Amanda: Awesome. And you’ll find that many of the concepts that I teach here on the podcast are ones that I’ve learned either from Dr. Finlayson-Fife or through her from Dr. Schnarch. You’ve introduced me to a lot of concepts that I use a lot with my clients and here on the podcast. I’m sure that they’ll be familiar with some of your work if they haven’t already listened to you, then through me, because I love your stuff.
So I wanted to bring on the podcast to talk about the concept of equality in marriage and specifically in the sexual relationship. I’ve heard you talk on the One Up, One Down dynamic. Could you explain what that is?
Jennifer: Sure. Do you want the long lesson or the short one? I’ll see if I can get some more in the middle.
So human beings, and this is a lot of Murray Bowen’s work, David Schnarch’s work, but also Adler’s work. There’s a lot of different theorists who have talked about this idea that when we are trying to manage our anxiety, the anxiety that’s inherent to being alive, we tend to do it in relation to other people, and in fact, use our way of relating to handle anxiety about ourselves.
One of the very typical human patterns is to create hierarchies in relationships. And they’re both dependent positions. They’re both weak positions. One Up will look stronger than One Down.
And so a lot of people in marriage, in friendships, in any important relationship, but even unimportant relationships, will instinctively create these hierarchies either to fold into a dominant others’ life, which is a way of hiding from the basic responsibility of living, and a fantasy that someone else is going to take care of you or show you the way or make your life legitimate.
Or the One Up position, which is in order for me to feel strong or important or valuable, I want someone to fold into my life, to reinforce me, to be the backup of my reality. And a lot of times those two people get married. And this is definitely because they think, Oh, perfect. We fit each other’s fantasies.
And this is also traditional marriage, or a lot of times what we idealize is the right kind of marriage. That the man is the “strong one”, the “dominant one” and the woman is there to be the support staff for his important work.
And we’ve done this around sexuality, which is that men’s sexuality is the real sexuality. A lot of women that I work with have grown up being taught that idea that women are there to service their men’s sexuality to give them the sex he “needs” so that he doesn’t stray, so that he doesn’t become unfaithful. It’s the payment to him for the security that he provides financially and otherwise.
So while that has an instinctive appeal, when we are immature, it is antithetical to intimacy in marriage and is antithetical to good passionate sex. And that surprises a lot of people.
Amanda: So explain more about that. Why is it antithetical to a great sexual relations?
Jennifer: Because you can’t choose someone you need, and if you need someone psychologically, you’re not in a position to choose them. And passion in its core is about choice and freedom, not about obligation and entanglement.

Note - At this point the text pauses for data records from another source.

use crate::assessment::{AssessmentServiceError, RepositoryError};
use crate::config::ConfigError;
use crate::telemetry::TelemetryError;
use axum::http::StatusCode;
use axum::response::{IntoResponse, Response};
use axum::Json;
use serde_json::json;
use std::fmt;

#[derive(Debug)]
pub enum AppError {
    Config(ConfigError),
    Telemetry(TelemetryError),
    Io(std::io::Error),
    Server(axum::Error),
    Assessment(AssessmentServiceError),
    Input(serde_json::Error),
}

impl fmt::Display for AppError {
    fn fmt(&self, f: &mut fmt::Formatter<'_>) -> fmt::Result {
        match self {
            AppError::Config(err) => write!(f, "configuration error: {}", err),
            AppError::Telemetry(err) => write!(f, "telemetry error: {}", err),
            AppError::Io(err) => write!(f, "io error: {}", err),
            AppError::Server(err) => write!(f, "server error: {}", err),
            AppError::Assessment(err) => write!(f, "assessment error: {}", err),
            AppError::Input(err) => write!(f, "invalid questionnaire answers: {}", err),
        }
    }
}

impl std::error::Error for AppError {
    fn source(&self) -> Option<&(dyn std::error::Error + 'static)> {
        match self {
            AppError::Config(err) => Some(err),
            AppError::Telemetry(err) => Some(err),
            AppError::Io(err) => Some(err),
            AppError::Server(err) => Some(err),
            AppError::Assessment(err) => Some(err),
            AppError::Input(err) => Some(err),
        }
    }
}

impl IntoResponse for AppError {
    fn into_response(self) -> Response {
        let status = match &self {
            AppError::Input(_) => StatusCode::BAD_REQUEST,
            AppError::Assessment(AssessmentServiceError::Repository(RepositoryError::NotFound)) => {
                StatusCode::NOT_FOUND
            }
            AppError::Assessment(AssessmentServiceError::Repository(RepositoryError::Conflict)) => {
                StatusCode::CONFLICT
            }
            AppError::Assessment(_)
            | AppError::Config(_)
            | AppError::Telemetry(_)
            | AppError::Io(_)
            | AppError::Server(_) => StatusCode::INTERNAL_SERVER_ERROR,
        };

        let body = Json(json!({ "error": self.to_string() }));
        (status, body).into_response()
    }
}

impl From<ConfigError> for AppError {
    fn from(value: ConfigError) -> Self {
        Self::Config(value)
    }
}

impl From<TelemetryError> for AppError {
    fn from(value: TelemetryError) -> Self {
        Self::Telemetry(value)
    }
}

impl From<std::io::Error> for AppError {
    fn from(value: std::io::Error) -> Self {
        Self::Io(value)
    }
}

impl From<axum::Error> for AppError {
    fn from(value: axum::Error) -> Self {
        Self::Server(value)
    }
}

impl From<AssessmentServiceError> for AppError {
    fn from(value: AssessmentServiceError) -> Self {
        Self::Assessment(value)
    }
}

impl From<serde_json::Error> for AppError {
    fn from(value: serde_json::Error) -> Self {
        Self::Input(value)
    }
}
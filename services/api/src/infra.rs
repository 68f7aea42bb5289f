use breast_risk::assessment::{ReportId, ReportRepository, RepositoryError, StoredReport};
use metrics_exporter_prometheus::PrometheusHandle;
use std::sync::atomic::AtomicBool;
use std::sync::{Arc, Mutex, MutexGuard};

#[derive(Clone)]
pub(crate) struct AppState {
    pub(crate) readiness: Arc<AtomicBool>,
    pub(crate) metrics: Arc<PrometheusHandle>,
}

/// Process-local report store; records are kept in insertion order.
#[derive(Default, Clone)]
pub(crate) struct InMemoryReportRepository {
    records: Arc<Mutex<Vec<StoredReport>>>,
}

impl InMemoryReportRepository {
    fn records(&self) -> Result<MutexGuard<'_, Vec<StoredReport>>, RepositoryError> {
        self.records
            .lock()
            .map_err(|_| RepositoryError::Unavailable("report store lock poisoned".to_string()))
    }
}

impl ReportRepository for InMemoryReportRepository {
    fn insert(&self, record: StoredReport) -> Result<StoredReport, RepositoryError> {
        let mut guard = self.records()?;
        if guard.iter().any(|existing| existing.id == record.id) {
            return Err(RepositoryError::Conflict);
        }
        guard.push(record.clone());
        Ok(record)
    }

    fn fetch(&self, id: &ReportId) -> Result<Option<StoredReport>, RepositoryError> {
        let guard = self.records()?;
        Ok(guard.iter().find(|record| &record.id == id).cloned())
    }

    fn list_for_owner(
        &self,
        owner: &str,
        limit: usize,
    ) -> Result<Vec<StoredReport>, RepositoryError> {
        let guard = self.records()?;
        Ok(guard
            .iter()
            .rev()
            .filter(|record| record.owner.as_deref() == Some(owner))
            .take(limit)
            .cloned()
            .collect())
    }
}
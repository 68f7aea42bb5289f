use super::answers::QuizAnswers;
use super::catalog::{FactorChain, UNCHANGEABLE_FACTORS};
use serde::{Deserialize, Serialize};

const GENETIC_MARKERS: [&str; 3] = ["family", "BRCA", "mutation"];
const HORMONAL_MARKERS: [&str; 3] = ["estrogen", "hormone", "period"];
const LIFESTYLE_MARKERS: [&str; 3] = ["alcohol", "exercise", "weight"];
const MEDICAL_MARKERS: [&str; 3] = ["therapy", "density", "biopsy"];

/// Explanations of every matching catalog entry that raises risk, in catalog order with
/// unchangeable entries first.
pub fn identify_risk_factors(answers: &QuizAnswers) -> Vec<String> {
    [FactorChain::Unchangeable, FactorChain::Changeable]
        .into_iter()
        .flat_map(FactorChain::factors)
        .filter(|factor| factor.matches(answers) && factor.raises_risk())
        .map(|factor| factor.explanation.to_string())
        .collect()
}

/// Fixed encouragement for habits known to lower risk. Independent of the catalog.
pub fn identify_protective_factors(answers: &QuizAnswers) -> Vec<String> {
    let mut protective = Vec::new();

    if answers.is("breastfeeding", "yes") {
        protective
            .push("Breastfeeding provides protective benefits against breast cancer".to_string());
    }
    if answers.is_any("exercise_frequency", &["daily", "most_days"]) {
        protective
            .push("Regular physical activity helps lower your breast cancer risk".to_string());
    }
    if answers.is_any("alcohol_consumption", &["never", "rarely"]) {
        protective.push("Minimal alcohol consumption keeps this risk factor low".to_string());
    }
    if answers.is_any("diet_quality", &["excellent", "good"]) {
        protective.push("A healthy, balanced diet supports overall breast health".to_string());
    }

    protective
}

/// Whether an explanation belongs to an unchangeable catalog entry.
pub fn is_unchangeable_factor(explanation: &str) -> bool {
    UNCHANGEABLE_FACTORS
        .iter()
        .any(|factor| factor.explanation == explanation)
}

/// Identified factors grouped by keywords found in their explanations.
///
/// A factor lands in every bucket whose keywords it mentions, or in none at all.
#[derive(Debug, Clone, Default, PartialEq, Eq, Serialize, Deserialize)]
pub struct FactorBuckets {
    pub genetic: Vec<String>,
    pub hormonal: Vec<String>,
    pub lifestyle: Vec<String>,
    pub medical: Vec<String>,
}

impl FactorBuckets {
    pub fn from_explanations(explanations: &[String]) -> Self {
        let pick = |markers: &[&str]| -> Vec<String> {
            explanations
                .iter()
                .filter(|explanation| markers.iter().any(|marker| explanation.contains(marker)))
                .cloned()
                .collect()
        };

        Self {
            genetic: pick(&GENETIC_MARKERS),
            hormonal: pick(&HORMONAL_MARKERS),
            lifestyle: pick(&LIFESTYLE_MARKERS),
            medical: pick(&MEDICAL_MARKERS),
        }
    }
}

/// Identified factors split by the chain their catalog entry feeds.
#[derive(Debug, Clone, Default, PartialEq, Eq, Serialize, Deserialize)]
pub struct FactorSplit {
    pub unchangeable: Vec<String>,
    pub changeable: Vec<String>,
}

impl FactorSplit {
    pub fn from_explanations(explanations: &[String]) -> Self {
        let (unchangeable, changeable): (Vec<String>, Vec<String>) = explanations
            .iter()
            .cloned()
            .partition(|explanation| is_unchangeable_factor(explanation));
        Self {
            unchangeable,
            changeable,
        }
    }
}
mod daily_plan;
mod recommendations;
mod summary;
pub mod views;

pub use daily_plan::create_daily_plan;
pub use recommendations::generate_recommendations;
pub use summary::{assess, generate_comprehensive_report, ComprehensiveAssessment};

#[cfg(test)]
pub(crate) use recommendations::ALCOHOL_RECOMMENDATION;
#[cfg(test)]
pub(crate) use summary::build_follow_up;
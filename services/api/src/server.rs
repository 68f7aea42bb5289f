use crate::cli::ServeArgs;
use crate::infra::{AppState, InMemoryReportRepository};
use crate::routes::with_assessment_routes;
use axum::Extension;
use axum_prometheus::PrometheusMetricLayer;
use breast_risk::assessment::AssessmentService;
use breast_risk::config::AppConfig;
use breast_risk::error::AppError;
use breast_risk::telemetry;
use std::sync::atomic::Ordering;
use std::sync::Arc;
use tracing::info;

pub(crate) async fn run(mut args: ServeArgs) -> Result<(), AppError> {
    let mut config = AppConfig::load()?;

    if let Some(host) = args.host.take() {
        config.server.host = host;
    }
    if let Some(port) = args.port.take() {
        config.server.port = port;
    }

    telemetry::init(&config.telemetry)?;

    let (prometheus_layer, prometheus_handle) = PrometheusMetricLayer::pair();
    let readiness_flag = Arc::new(std::sync::atomic::AtomicBool::new(false));
    let app_state = AppState {
        readiness: readiness_flag.clone(),
        metrics: Arc::new(prometheus_handle),
    };

    let repository = Arc::new(InMemoryReportRepository::default());
    let assessment_service = Arc::new(AssessmentService::new(
        repository,
        config.assessment.clone(),
    ));

    let app = with_assessment_routes(assessment_service)
        .layer(Extension(app_state))
        .layer(prometheus_layer);

    let addr = config.server.socket_addr()?;
    let listener = tokio::net::TcpListener::bind(addr).await?;
    readiness_flag.store(true, Ordering::Release);

    info!(
        ?config.environment,
        %addr,
        history_limit = config.assessment.history_limit,
        trace_calculations = config.assessment.trace_calculations,
        "breast risk assessment service ready"
    );

    axum::serve(listener, app).await?;
    Ok(())
}
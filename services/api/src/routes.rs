use crate::infra::AppState;
use axum::http::{header, StatusCode};
use axum::response::IntoResponse;
use axum::Extension;
use axum::Json;
use breast_risk::assessment::{assessment_router, AssessmentService, ReportRepository};
use serde_json::json;
use std::sync::Arc;

pub(crate) fn with_assessment_routes<R>(service: Arc<AssessmentService<R>>) -> axum::Router
where
    R: ReportRepository + 'static,
{
    assessment_router(service)
        .route("/health", axum::routing::get(healthcheck))
        .route("/ready", axum::routing::get(readiness_endpoint))
        .route("/metrics", axum::routing::get(metrics_endpoint))
}

pub(crate) async fn healthcheck() -> Json<serde_json::Value> {
    Json(json!({ "status": "ok" }))
}

pub(crate) async fn readiness_endpoint(Extension(state): Extension<AppState>) -> impl IntoResponse {
    let ready = state.readiness.load(std::sync::atomic::Ordering::Relaxed);
    let status = if ready {
        StatusCode::OK
    } else {
        StatusCode::SERVICE_UNAVAILABLE
    };

    let payload = if ready {
        json!({ "status": "ready" })
    } else {
        json!({ "status": "initializing" })
    };

    (status, Json(payload))
}

pub(crate) async fn metrics_endpoint(Extension(state): Extension<AppState>) -> impl IntoResponse {
    (
        StatusCode::OK,
        [(header::CONTENT_TYPE, "text/plain; version=0.0.4")],
        state.metrics.render(),
    )
}
use super::common::*;
use crate::assessment::profile::UserProfile;
use crate::assessment::report::{
    assess, build_follow_up, generate_comprehensive_report, ALCOHOL_RECOMMENDATION,
};
use crate::assessment::scoring::RiskCategory;
use serde_json::json;

#[test]
fn empty_answers_produce_a_complete_low_risk_report() {
    let report = generate_comprehensive_report(&answers(&[]));

    assert_eq!(report.risk_score, "12.5");
    assert_eq!(report.risk_category, RiskCategory::Low);
    assert_eq!(report.user_profile, UserProfile::Premenopausal);
    assert!(report.risk_factors.is_empty());
    assert_eq!(report.recommendations.len(), 7);
    assert_eq!(report.daily_plan.supplements.len(), 3);

    let summary = &report.report_data.summary;
    assert_eq!(summary.risk_level, "Low Risk");
    assert_eq!(summary.profile_label, UserProfile::Premenopausal.label());
    assert_eq!(
        summary.headline,
        "Your overall risk score is 12.5 out of 100 (Low Risk)"
    );

    let plan = &report.report_data.action_plan;
    assert_eq!(plan.immediate, report.recommendations[..3].to_vec());
    assert_eq!(plan.ongoing, report.recommendations[3..].to_vec());
    assert!(plan.follow_up.two_weeks.is_none());
}

#[test]
fn risk_score_string_matches_total_with_one_decimal() {
    for input in [
        answers(&[]),
        first_degree_family(),
        high_risk_answers(),
        lifestyle_answers(),
    ] {
        let assessment = assess(&input);
        assert_eq!(
            assessment.report.risk_score,
            format!("{:.1}", assessment.scores.total_score)
        );
        assert_eq!(
            assessment.report.report_data.summary.total_score,
            assessment.scores.total_score
        );
    }
}

#[test]
fn high_risk_premenopausal_report_escalates_screening() {
    let report = generate_comprehensive_report(&high_risk_answers());

    assert_eq!(report.risk_category, RiskCategory::High);
    assert_eq!(report.user_profile, UserProfile::Premenopausal);
    assert_eq!(report.risk_factors.len(), 3);
    assert!(report.recommendations[0].contains("screening early"));
    assert_eq!(report.recommendations.len(), 8);
    assert_eq!(report.daily_plan.supplements.len(), 4);
    assert!(report.report_data.action_plan.follow_up.two_weeks.is_some());

    let analysis = &report.report_data.risk_analysis;
    assert_eq!(analysis.factor_categories.genetic.len(), 2);
    assert_eq!(analysis.factor_categories.medical.len(), 1);
    assert!(analysis.factor_categories.hormonal.is_empty());
    assert_eq!(analysis.unchangeable_vs_changeable.unchangeable.len(), 3);
    assert!(analysis.unchangeable_vs_changeable.changeable.is_empty());
}

#[test]
fn lifestyle_factors_trigger_targeted_advice() {
    let report = generate_comprehensive_report(&lifestyle_answers());

    assert_eq!(report.user_profile, UserProfile::Postmenopausal);
    assert_eq!(report.risk_category, RiskCategory::Moderate);
    assert_eq!(report.risk_score, "17.8");
    assert!(report
        .recommendations
        .iter()
        .any(|item| item == ALCOHOL_RECOMMENDATION));
    assert_eq!(report.recommendations.len(), 4 + 1 + 2 + 2 + 4);

    let analysis = &report.report_data.risk_analysis;
    assert_eq!(analysis.factor_categories.lifestyle.len(), 2);
    assert_eq!(analysis.factor_categories.hormonal.len(), 1);
    assert_eq!(analysis.factor_categories.medical.len(), 1);
    assert_eq!(analysis.unchangeable_vs_changeable.changeable.len(), 3);
}

#[test]
fn one_drink_a_day_also_triggers_alcohol_advice() {
    let report =
        generate_comprehensive_report(&answers(&[("alcohol_consumption", "1 drink per day")]));
    assert!(report
        .recommendations
        .contains(&ALCOHOL_RECOMMENDATION.to_string()));
}

#[test]
fn protective_habits_are_reported_separately() {
    let report = generate_comprehensive_report(&answers(&[
        ("breastfeeding", "yes"),
        ("exercise_frequency", "daily"),
        ("diet_quality", "Excellent"),
    ]));

    let analysis = &report.report_data.risk_analysis;
    assert_eq!(analysis.protective_factors.len(), 2);
    assert_eq!(report.report_data.summary.protective_factor_count, 2);
    assert!(report.risk_factors.is_empty());
}

#[test]
fn survivors_get_care_team_follow_up() {
    let report = generate_comprehensive_report(&answers(&[("personal_bc_history", "yes")]));

    assert_eq!(report.user_profile, UserProfile::Survivor);
    assert_eq!(report.recommendations.len(), 4);
    let plan = &report.report_data.action_plan;
    assert_eq!(plan.immediate.len(), 3);
    assert_eq!(plan.ongoing.len(), 1);
    assert!(plan.follow_up.one_month.starts_with("Check in with your oncology team"));
    assert_eq!(
        report.daily_plan.monthly,
        UserProfile::Survivor
            .characteristics()
            .key_focus_areas
            .iter()
            .map(|area| area.to_string())
            .collect::<Vec<_>>()
    );
}

#[test]
fn profile_follow_up_overrides_category_follow_up() {
    let plan = build_follow_up(UserProfile::CurrentPatient, RiskCategory::High);

    assert!(plan.two_weeks.is_some());
    assert!(plan.one_month.starts_with("Check in with your oncology team"));
    assert!(plan.three_months.starts_with("Review your surveillance imaging"));

    let high = build_follow_up(UserProfile::Postmenopausal, RiskCategory::High);
    assert!(high.one_month.contains("screening plan"));

    let low = build_follow_up(UserProfile::Postmenopausal, RiskCategory::Low);
    assert!(low.two_weeks.is_none());
}

#[test]
fn follow_up_serializes_with_interval_keys() {
    let report = generate_comprehensive_report(&high_risk_answers());
    let value = serde_json::to_value(&report).expect("report serializes");
    let follow_up = &value["report_data"]["action_plan"]["follow_up"];

    assert!(follow_up.get("2_weeks").is_some());
    assert!(follow_up.get("1_month").is_some());
    assert!(follow_up.get("3_months").is_some());
    assert!(follow_up.get("6_months").is_some());
    assert_eq!(value["risk_category"], json!("high"));
    assert_eq!(value["user_profile"], json!("premenopausal"));

    let low = serde_json::to_value(generate_comprehensive_report(&answers(&[])))
        .expect("report serializes");
    assert!(low["report_data"]["action_plan"]["follow_up"]
        .get("2_weeks")
        .is_none());
}

#[test]
fn teenagers_get_awareness_guidance() {
    let report = generate_comprehensive_report(&answers(&[("age", "16")]));

    assert_eq!(report.user_profile, UserProfile::Teenager);
    assert!(report.recommendations[0].contains("normally look and feel"));
    assert_ne!(
        report.daily_plan.weekly.self_exam,
        generate_comprehensive_report(&answers(&[])).daily_plan.weekly.self_exam
    );
}

#[test]
fn report_echoes_the_submitted_answers() {
    let input = lifestyle_answers();
    let report = generate_comprehensive_report(&input);
    assert_eq!(report.quiz_answers, input);
}
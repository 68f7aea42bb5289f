use std::sync::{Arc, Mutex};

use axum::http::StatusCode;
use axum::response::Response;
use serde_json::Value;

use crate::assessment::answers::QuizAnswers;
use crate::assessment::repository::{
    ReportId, ReportRepository, RepositoryError, StoredReport,
};
use crate::assessment::{assessment_router, AssessmentService};
use crate::config::AssessmentConfig;

pub(super) const ACTIVE_TREATMENT: &str =
    "Yes, I am currently receiving treatment for breast cancer";

pub(super) fn answers(pairs: &[(&str, &str)]) -> QuizAnswers {
    pairs.iter().copied().collect()
}

pub(super) fn first_degree_family() -> QuizAnswers {
    answers(&[("family_history", "Yes, I have first-degree relative with BC")])
}

/// BRCA carrier with a first-degree family history and early chest radiation.
pub(super) fn high_risk_answers() -> QuizAnswers {
    answers(&[
        ("age", "35"),
        ("family_history", "Yes, I have first-degree relative with BC"),
        (
            "brca_status",
            "Yes, I have tested positive for a BRCA1/BRCA2 mutation",
        ),
        ("chest_radiation", "Yes, before age 30"),
    ])
}

pub(super) fn lifestyle_answers() -> QuizAnswers {
    answers(&[
        ("age", "52"),
        ("alcohol_consumption", "2 or more drinks per day"),
        ("exercise_frequency", "Rarely or never"),
        ("hormone_therapy", "Yes, combined estrogen and progestin"),
    ])
}

pub(super) fn assessment_config() -> AssessmentConfig {
    AssessmentConfig {
        trace_calculations: true,
        history_limit: 2,
    }
}

pub(super) fn build_service() -> (AssessmentService<MemoryRepository>, Arc<MemoryRepository>) {
    let repository = Arc::new(MemoryRepository::default());
    let service = AssessmentService::new(repository.clone(), assessment_config());
    (service, repository)
}

#[derive(Default, Clone)]
pub(super) struct MemoryRepository {
    pub(super) records: Arc<Mutex<Vec<StoredReport>>>,
}

impl ReportRepository for MemoryRepository {
    fn insert(&self, record: StoredReport) -> Result<StoredReport, RepositoryError> {
        let mut guard = self.records.lock().expect("repository mutex poisoned");
        if guard.iter().any(|existing| existing.id == record.id) {
            return Err(RepositoryError::Conflict);
        }
        guard.push(record.clone());
        Ok(record)
    }

    fn fetch(&self, id: &ReportId) -> Result<Option<StoredReport>, RepositoryError> {
        let guard = self.records.lock().expect("repository mutex poisoned");
        Ok(guard.iter().find(|record| &record.id == id).cloned())
    }

    fn list_for_owner(
        &self,
        owner: &str,
        limit: usize,
    ) -> Result<Vec<StoredReport>, RepositoryError> {
        let guard = self.records.lock().expect("repository mutex poisoned");
        Ok(guard
            .iter()
            .rev()
            .filter(|record| record.owner.as_deref() == Some(owner))
            .take(limit)
            .cloned()
            .collect())
    }
}

pub(super) struct ConflictRepository;

impl ReportRepository for ConflictRepository {
    fn insert(&self, _record: StoredReport) -> Result<StoredReport, RepositoryError> {
        Err(RepositoryError::Conflict)
    }

    fn fetch(&self, _id: &ReportId) -> Result<Option<StoredReport>, RepositoryError> {
        Ok(None)
    }

    fn list_for_owner(
        &self,
        _owner: &str,
        _limit: usize,
    ) -> Result<Vec<StoredReport>, RepositoryError> {
        Ok(Vec::new())
    }
}

pub(super) struct UnavailableRepository;

impl ReportRepository for UnavailableRepository {
    fn insert(&self, _record: StoredReport) -> Result<StoredReport, RepositoryError> {
        Err(RepositoryError::Unavailable("database offline".to_string()))
    }

    fn fetch(&self, _id: &ReportId) -> Result<Option<StoredReport>, RepositoryError> {
        Err(RepositoryError::Unavailable("database offline".to_string()))
    }

    fn list_for_owner(
        &self,
        _owner: &str,
        _limit: usize,
    ) -> Result<Vec<StoredReport>, RepositoryError> {
        Err(RepositoryError::Unavailable("database offline".to_string()))
    }
}

pub(super) fn assert_conflict_response(response: Response) {
    assert_eq!(response.status(), StatusCode::CONFLICT);
}

pub(super) async fn read_json_body(response: Response) -> Value {
    let body = axum::body::to_bytes(response.into_body(), 1 << 20)
        .await
        .expect("read body");
    serde_json::from_slice(&body).expect("json payload")
}

pub(super) fn assessment_router_with_service(
    service: AssessmentService<MemoryRepository>,
) -> axum::Router {
    assessment_router(Arc::new(service))
}
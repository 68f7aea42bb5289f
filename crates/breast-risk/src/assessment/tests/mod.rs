mod common;
mod report;
mod routing;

And so a lot of people get married and create out of a fantasy of security, a kind of entanglement. He needs me, she needs me, but it is exactly the strictures that limit the sense of passion and openness and freedom to be knowable, a real sense of choice in marriage is interfered with by that psychological neediness.
Amanda: So can you give us a few examples of what that might look like?
Jennifer: Sure. Good question. So, a typical client might be like the woman who grew up in a man’s world. In her family, thinking that men are it. That being a good woman is to fold into a man’s life. She doesn’t get much of a career of her own. She doesn’t have a strong sense that she can or ought to provide for herself. She may even compromise her development to be a desirable woman because she doesn’t want to be a threat to a man and his sense of strong, his sense of dominance.
I worried about that myself, that I was in fact, making myself less desirable if I were to pursue a PhD because in the world I grew up, there were plenty of men who were calling me to repentance around that.
Some women actually keep themselves small to be desirable.
And of course only a weak man needs a woman to be weak to feel strong. Strong men don’t need women to lessen themselves for them to embody their strengths.
So just to be clear about that, but that’s the kind of idea. So that woman then feels like, well, I’m supposed to be dependent if I’m a good woman and I also doubt that it’s okay for me to strive on my own. Maybe I won’t get the love that I want if I do, but also maybe I don’t have the capacity. Like maybe if you’ve grown up in that idea, then you might think, well, maybe I shouldn’t and maybe I couldn’t. So that woman is often looking for a caretaker in a husband.
Now this is like, so culturally dictated in any kind of traditional culture. So this is not shocking at all. In fact, a lot of people think she’s doing exactly what she ought to do.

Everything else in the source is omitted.